*TRY IT*: Within the data below, count the lines that include "executor" and give only the count.

*Dataset entries*:
▼
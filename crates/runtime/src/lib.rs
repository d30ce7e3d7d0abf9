//! Natural-language front end for the tool server.
//!
//! This crate turns a free-text request into at most one tool call:
//!
//! - **CompletionBackend**: sends a prompt to a text-generation service
//!   (Ollama) and returns the raw completion.
//! - **Resolver**: extracts a `(tool, arguments)` pair from the completion,
//!   repairing a missing search query from the user's own words.
//! - **Assistant**: runs one turn end to end and reports the outcome as a
//!   [`Reply`].
//!
//! # Example
//!
//! ```ignore
//! use std::sync::Arc;
//! use runtime::{Assistant, OllamaBackend};
//!
//! # async fn example(executor: impl mcp::ToolExecutor) -> mcp::Result<()> {
//! let registry = Arc::new(host::catalog::registry()?);
//! let backend = OllamaBackend::builder("llama3.2").build();
//!
//! let assistant = Assistant::new(backend, executor, registry);
//! let reply = assistant.ask("find apple pie in google").await;
//! println!("{}", reply.text);
//! # Ok(())
//! # }
//! ```

mod assistant;
mod backend;
mod error;
pub mod prompt;
pub mod query;
mod resolver;

pub use assistant::{Assistant, AssistantConfig, Reply};
pub use backend::{
    CompletionBackend, DEFAULT_MODEL, DEFAULT_URL, OllamaBackend, OllamaBackendBuilder,
};
pub use error::{Error, Result};
pub use resolver::{ResolutionOutcome, Resolver, ResolverConfig, UnresolvedReason};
▲
*TASK SOLUTION*: 2